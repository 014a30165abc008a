//! Module for testing using fuzzing (quickcheck)

use std::fmt::Debug;

use crate::*;
use quickcheck::Arbitrary;

#[cfg(miri)]
const DEFAULT_NUM_TESTS: usize = 10;
#[cfg(not(miri))]
const DEFAULT_NUM_TESTS: usize = 1000;
const DEFAULT_GEN_SIZE: usize = 100;

/// Root network of every generated allocation.
const ROOT: &str = "10.0.0.0/16";

macro_rules! qc {
    ($name:ident, $f:ident) => {
        #[test]
        fn $name() {
            proptest_runner($f)
        }
    };
}

mod prefix;
mod trie;

fn proptest_runner<A: Arbitrary + Debug, F: Fn(A) -> bool>(f: F) {
    let num_tests: usize = std::env::var("QUICKCHECK_TESTS")
        .ok()
        .and_then(|x| x.parse::<usize>().ok())
        .unwrap_or(DEFAULT_NUM_TESTS);

    let gen_size: usize = std::env::var("QUICKCHECK_GENERATOR_SIZE")
        .ok()
        .and_then(|x| x.parse::<usize>().ok())
        .unwrap_or(DEFAULT_GEN_SIZE);

    let mut gen = quickcheck::Gen::new(gen_size);

    for _ in 0..num_tests {
        let input = A::arbitrary(&mut gen);
        let input_c = input.clone();
        let success = f(input_c);
        if !success {
            shrink_failure(f, input)
        }
    }
}

fn shrink_failure<A: Arbitrary + Debug, F: Fn(A) -> bool>(f: F, input: A) -> ! {
    for i in input.shrink() {
        let i_c = i.clone();
        let success = f(i_c);
        if !success {
            shrink_failure(f, i)
        }
    }
    // all shrunken inputs pass, so `input` is minimal
    panic!(
        "[QUICKCHECK] Test case failed!\n  Minimal input:\n    {:?}",
        input
    );
}

/// Any network prefix. Shorter prefixes are more likely than in a uniform distribution.
#[derive(Clone, Debug)]
struct AnyPrefix(Prefix);

impl Arbitrary for AnyPrefix {
    fn arbitrary(g: &mut quickcheck::Gen) -> Self {
        #[rustfmt::skip]
        let len: u8 = *g
            .choose(&[
                0,
                1, 2, 3, 4, 5, 6, 7, 8,
                8, 12, 16, 16, 20, 24, 24, 24,
                25, 26, 27, 28, 29, 30, 31, 32,
                32, 32,
            ])
            .unwrap();
        let addr = u32::arbitrary(g);
        AnyPrefix(Prefix::from_addr(addr.into(), len).unwrap().into_network())
    }

    fn shrink(&self) -> Box<dyn Iterator<Item = Self>> {
        match self.0.parent() {
            Some(parent) => quickcheck::single_shrinker(AnyPrefix(parent)),
            None => quickcheck::empty_shrinker(),
        }
    }
}

/// Pairwise disjoint network prefixes within [`ROOT`], in insertion order.
#[derive(Clone, Debug)]
struct Allocation(Vec<Prefix>);

impl Allocation {
    fn root() -> Prefix {
        ROOT.parse().unwrap()
    }

    fn trie(&self) -> PrefixTrie {
        PrefixTrie::from_prefixes(Self::root(), self.0.iter().cloned()).unwrap()
    }
}

fn overlaps(a: &Prefix, b: &Prefix) -> bool {
    a == b || a.is_subnet(b) || b.is_subnet(a)
}

impl Arbitrary for Allocation {
    fn arbitrary(g: &mut quickcheck::Gen) -> Self {
        let base = u32::from(Self::root().addr());
        let mut prefixes: Vec<Prefix> = Vec::new();
        for _ in 0..g.size() {
            #[rustfmt::skip]
            let len: u8 = *g
                .choose(&[
                    17,
                    18, 18,
                    19, 19, 19,
                    20, 20, 20, 20,
                    21, 21, 21, 21,
                    22, 22, 22, 22,
                    23, 23, 23,
                    24, 24, 24,
                    26, 28,
                ])
                .unwrap();
            let addr = base | u32::from(u16::arbitrary(g));
            let prefix = Prefix::from_addr(addr.into(), len).unwrap().into_network();
            if !prefixes.iter().any(|p| overlaps(p, &prefix)) {
                prefixes.push(prefix);
            }
        }
        Allocation(prefixes)
    }

    fn shrink(&self) -> Box<dyn Iterator<Item = Self>> {
        // any subset of a disjoint set is disjoint
        let prefixes = self.0.clone();
        Box::new((0..prefixes.len()).map(move |i| {
            let mut p = prefixes.clone();
            p.remove(i);
            Allocation(p)
        }))
    }
}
-- -- --
**TASK DESCRIPTION:** Search the material above for the word "disjoint", then copy out each line that has it.

**RESULT BELOW:**
/// Pairwise disjoint network prefixes within [`ROOT`], in insertion order.
        // any subset of a disjoint set is disjoint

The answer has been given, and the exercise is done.